Dataset records
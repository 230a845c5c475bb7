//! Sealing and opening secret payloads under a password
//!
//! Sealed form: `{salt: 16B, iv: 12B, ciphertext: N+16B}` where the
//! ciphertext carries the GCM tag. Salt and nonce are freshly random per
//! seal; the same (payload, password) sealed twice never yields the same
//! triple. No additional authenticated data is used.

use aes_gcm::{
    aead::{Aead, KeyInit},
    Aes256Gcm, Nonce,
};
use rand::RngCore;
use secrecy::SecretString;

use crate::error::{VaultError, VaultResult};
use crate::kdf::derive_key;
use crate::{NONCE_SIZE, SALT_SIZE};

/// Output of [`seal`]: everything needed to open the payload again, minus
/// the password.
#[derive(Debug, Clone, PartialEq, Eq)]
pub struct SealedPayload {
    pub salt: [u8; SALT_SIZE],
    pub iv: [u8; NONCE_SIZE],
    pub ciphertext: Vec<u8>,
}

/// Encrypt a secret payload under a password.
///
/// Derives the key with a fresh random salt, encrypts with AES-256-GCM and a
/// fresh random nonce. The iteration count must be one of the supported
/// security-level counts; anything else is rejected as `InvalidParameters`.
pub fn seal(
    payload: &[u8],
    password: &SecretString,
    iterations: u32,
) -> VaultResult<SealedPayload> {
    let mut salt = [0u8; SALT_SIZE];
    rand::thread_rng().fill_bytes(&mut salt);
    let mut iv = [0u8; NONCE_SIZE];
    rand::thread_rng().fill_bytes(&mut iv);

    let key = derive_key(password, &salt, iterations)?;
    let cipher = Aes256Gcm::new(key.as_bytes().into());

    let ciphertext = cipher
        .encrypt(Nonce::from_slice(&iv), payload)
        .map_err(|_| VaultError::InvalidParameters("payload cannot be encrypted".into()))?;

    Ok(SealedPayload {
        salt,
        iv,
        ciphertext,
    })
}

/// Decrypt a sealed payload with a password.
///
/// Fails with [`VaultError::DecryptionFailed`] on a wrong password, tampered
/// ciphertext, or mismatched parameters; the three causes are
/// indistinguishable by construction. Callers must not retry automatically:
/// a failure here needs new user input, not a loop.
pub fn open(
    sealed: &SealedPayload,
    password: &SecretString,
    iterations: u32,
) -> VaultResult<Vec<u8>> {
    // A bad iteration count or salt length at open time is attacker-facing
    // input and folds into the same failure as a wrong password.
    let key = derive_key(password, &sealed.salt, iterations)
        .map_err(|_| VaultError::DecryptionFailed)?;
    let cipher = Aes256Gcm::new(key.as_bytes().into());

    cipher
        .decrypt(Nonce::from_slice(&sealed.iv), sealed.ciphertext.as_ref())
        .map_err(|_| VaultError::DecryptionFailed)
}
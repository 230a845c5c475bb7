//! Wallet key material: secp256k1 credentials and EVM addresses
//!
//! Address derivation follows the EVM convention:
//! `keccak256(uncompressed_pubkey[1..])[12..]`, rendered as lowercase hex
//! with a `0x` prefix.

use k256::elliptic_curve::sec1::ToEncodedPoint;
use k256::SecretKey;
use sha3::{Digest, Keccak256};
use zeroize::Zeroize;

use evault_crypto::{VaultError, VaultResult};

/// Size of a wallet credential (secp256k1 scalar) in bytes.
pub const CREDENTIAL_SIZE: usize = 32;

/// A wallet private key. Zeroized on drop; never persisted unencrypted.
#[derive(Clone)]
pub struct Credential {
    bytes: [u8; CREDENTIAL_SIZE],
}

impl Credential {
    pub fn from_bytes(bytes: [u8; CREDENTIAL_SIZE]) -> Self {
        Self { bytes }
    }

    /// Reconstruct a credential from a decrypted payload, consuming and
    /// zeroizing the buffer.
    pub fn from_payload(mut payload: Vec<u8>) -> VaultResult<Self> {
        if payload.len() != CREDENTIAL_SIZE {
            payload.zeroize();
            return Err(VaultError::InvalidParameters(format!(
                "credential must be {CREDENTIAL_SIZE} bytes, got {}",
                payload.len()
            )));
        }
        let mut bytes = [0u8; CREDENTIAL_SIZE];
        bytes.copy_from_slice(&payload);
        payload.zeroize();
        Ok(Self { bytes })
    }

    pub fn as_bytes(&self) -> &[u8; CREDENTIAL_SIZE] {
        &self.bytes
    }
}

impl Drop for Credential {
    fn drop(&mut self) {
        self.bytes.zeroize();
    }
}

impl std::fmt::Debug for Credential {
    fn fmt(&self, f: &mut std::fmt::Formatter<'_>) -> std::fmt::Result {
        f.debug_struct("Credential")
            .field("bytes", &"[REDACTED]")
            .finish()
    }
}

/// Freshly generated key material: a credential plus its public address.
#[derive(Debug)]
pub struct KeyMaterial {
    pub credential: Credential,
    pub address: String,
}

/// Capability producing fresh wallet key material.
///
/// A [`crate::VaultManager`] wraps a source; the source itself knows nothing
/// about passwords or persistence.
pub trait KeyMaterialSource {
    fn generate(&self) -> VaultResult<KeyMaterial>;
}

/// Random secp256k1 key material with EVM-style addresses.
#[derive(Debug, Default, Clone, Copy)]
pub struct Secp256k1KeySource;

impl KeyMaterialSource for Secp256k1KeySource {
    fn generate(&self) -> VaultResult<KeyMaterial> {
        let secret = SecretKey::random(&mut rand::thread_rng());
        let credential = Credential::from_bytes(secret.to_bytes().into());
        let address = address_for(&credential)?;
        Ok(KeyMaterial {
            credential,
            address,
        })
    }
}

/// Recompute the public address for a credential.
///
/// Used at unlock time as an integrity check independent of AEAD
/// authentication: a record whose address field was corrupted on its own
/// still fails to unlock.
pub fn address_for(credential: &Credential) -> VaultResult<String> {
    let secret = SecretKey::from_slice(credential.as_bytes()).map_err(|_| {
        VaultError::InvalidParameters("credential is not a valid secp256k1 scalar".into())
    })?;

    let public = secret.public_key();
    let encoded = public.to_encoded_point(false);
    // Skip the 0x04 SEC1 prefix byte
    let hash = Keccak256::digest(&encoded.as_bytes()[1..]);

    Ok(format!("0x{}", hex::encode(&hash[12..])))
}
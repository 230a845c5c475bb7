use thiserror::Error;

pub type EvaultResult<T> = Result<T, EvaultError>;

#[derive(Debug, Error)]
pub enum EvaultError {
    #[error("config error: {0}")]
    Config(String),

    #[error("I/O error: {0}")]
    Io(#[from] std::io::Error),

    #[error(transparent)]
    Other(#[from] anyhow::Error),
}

» **TASK OBJECTIVE**
Type out every record above once more, exactly.

» **RESPONSE BELOW**
repository 230a845c5c475bb7
//! Sealing and opening secret payloads under a password
//!
//! Sealed form: `{salt: 16B, iv: 12B, ciphertext: N+16B}` where the
//! ciphertext carries the GCM tag. Salt and nonce are freshly random per
//! seal; the same (payload, password) sealed twice never yields the same
//! triple. No additional authenticated data is used.

use aes_gcm::{
    aead::{Aead, KeyInit},
    Aes256Gcm, Nonce,
};
use rand::RngCore;
use secrecy::SecretString;

use crate::error::{VaultError, VaultResult};
use crate::kdf::derive_key;
use crate::{NONCE_SIZE, SALT_SIZE};

/// Output of [`seal`]: everything needed to open the payload again, minus
/// the password.
#[derive(Debug, Clone, PartialEq, Eq)]
pub struct SealedPayload {
    pub salt: [u8; SALT_SIZE],
    pub iv: [u8; NONCE_SIZE],
    pub ciphertext: Vec<u8>,
}

/// Encrypt a secret payload under a password.
///
/// Derives the key with a fresh random salt, encrypts with AES-256-GCM and a
/// fresh random nonce. The iteration count must be one of the supported
/// security-level counts; anything else is rejected as `InvalidParameters`.
pub fn seal(
    payload: &[u8],
    password: &SecretString,
    iterations: u32,
) -> VaultResult<SealedPayload> {
    let mut salt = [0u8; SALT_SIZE];
    rand::thread_rng().fill_bytes(&mut salt);
    let mut iv = [0u8; NONCE_SIZE];
    rand::thread_rng().fill_bytes(&mut iv);

    let key = derive_key(password, &salt, iterations)?;
    let cipher = Aes256Gcm::new(key.as_bytes().into());

    let ciphertext = cipher
        .encrypt(Nonce::from_slice(&iv), payload)
        .map_err(|_| VaultError::InvalidParameters("payload cannot be encrypted".into()))?;

    Ok(SealedPayload {
        salt,
        iv,
        ciphertext,
    })
}

/// Decrypt a sealed payload with a password.
///
/// Fails with [`VaultError::DecryptionFailed`] on a wrong password, tampered
/// ciphertext, or mismatched parameters; the three causes are
/// indistinguishable by construction. Callers must not retry automatically:
/// a failure here needs new user input, not a loop.
pub fn open(
    sealed: &SealedPayload,
    password: &SecretString,
    iterations: u32,
) -> VaultResult<Vec<u8>> {
    // A bad iteration count or salt length at open time is attacker-facing
    // input and folds into the same failure as a wrong password.
    let key = derive_key(password, &sealed.salt, iterations)
        .map_err(|_| VaultError::DecryptionFailed)?;
    let cipher = Aes256Gcm::new(key.as_bytes().into());

    cipher
        .decrypt(Nonce::from_slice(&sealed.iv), sealed.ciphertext.as_ref())
        .map_err(|_| VaultError::DecryptionFailed)
}
repository 230a845c5c475bb7
//! Wallet key material: secp256k1 credentials and EVM addresses
//!
//! Address derivation follows the EVM convention:
//! `keccak256(uncompressed_pubkey[1..])[12..]`, rendered as lowercase hex
//! with a `0x` prefix.

use k256::elliptic_curve::sec1::ToEncodedPoint;
use k256::SecretKey;
use sha3::{Digest, Keccak256};
use zeroize::Zeroize;

use evault_crypto::{VaultError, VaultResult};

/// Size of a wallet credential (secp256k1 scalar) in bytes.
pub const CREDENTIAL_SIZE: usize = 32;

/// A wallet private key. Zeroized on drop; never persisted unencrypted.
#[derive(Clone)]
pub struct Credential {
    bytes: [u8; CREDENTIAL_SIZE],
}

impl Credential {
    pub fn from_bytes(bytes: [u8; CREDENTIAL_SIZE]) -> Self {
        Self { bytes }
    }

    /// Reconstruct a credential from a decrypted payload, consuming and
    /// zeroizing the buffer.
    pub fn from_payload(mut payload: Vec<u8>) -> VaultResult<Self> {
        if payload.len() != CREDENTIAL_SIZE {
            payload.zeroize();
            return Err(VaultError::InvalidParameters(format!(
                "credential must be {CREDENTIAL_SIZE} bytes, got {}",
                payload.len()
            )));
        }
        let mut bytes = [0u8; CREDENTIAL_SIZE];
        bytes.copy_from_slice(&payload);
        payload.zeroize();
        Ok(Self { bytes })
    }

    pub fn as_bytes(&self) -> &[u8; CREDENTIAL_SIZE] {
        &self.bytes
    }
}

impl Drop for Credential {
    fn drop(&mut self) {
        self.bytes.zeroize();
    }
}

impl std::fmt::Debug for Credential {
    fn fmt(&self, f: &mut std::fmt::Formatter<'_>) -> std::fmt::Result {
        f.debug_struct("Credential")
            .field("bytes", &"[REDACTED]")
            .finish()
    }
}

/// Freshly generated key material: a credential plus its public address.
#[derive(Debug)]
pub struct KeyMaterial {
    pub credential: Credential,
    pub address: String,
}

/// Capability producing fresh wallet key material.
///
/// A [`crate::VaultManager`] wraps a source; the source itself knows nothing
/// about passwords or persistence.
pub trait KeyMaterialSource {
    fn generate(&self) -> VaultResult<KeyMaterial>;
}

/// Random secp256k1 key material with EVM-style addresses.
#[derive(Debug, Default, Clone, Copy)]
pub struct Secp256k1KeySource;

impl KeyMaterialSource for Secp256k1KeySource {
    fn generate(&self) -> VaultResult<KeyMaterial> {
        let secret = SecretKey::random(&mut rand::thread_rng());
        let credential = Credential::from_bytes(secret.to_bytes().into());
        let address = address_for(&credential)?;
        Ok(KeyMaterial {
            credential,
            address,
        })
    }
}

/// Recompute the public address for a credential.
///
/// Used at unlock time as an integrity check independent of AEAD
/// authentication: a record whose address field was corrupted on its own
/// still fails to unlock.
pub fn address_for(credential: &Credential) -> VaultResult<String> {
    let secret = SecretKey::from_slice(credential.as_bytes()).map_err(|_| {
        VaultError::InvalidParameters("credential is not a valid secp256k1 scalar".into())
    })?;

    let public = secret.public_key();
    let encoded = public.to_encoded_point(false);
    // Skip the 0x04 SEC1 prefix byte
    let hash = Keccak256::digest(&encoded.as_bytes()[1..]);

    Ok(format!("0x{}", hex::encode(&hash[12..])))
}
repository 230a845c5c475bb7
use thiserror::Error;

pub type EvaultResult<T> = Result<T, EvaultError>;

#[derive(Debug, Error)]
pub enum EvaultError {
    #[error("config error: {0}")]
    Config(String),

    #[error("I/O error: {0}")]
    Io(#[from] std::io::Error),

    #[error(transparent)]
    Other(#[from] anyhow::Error),
}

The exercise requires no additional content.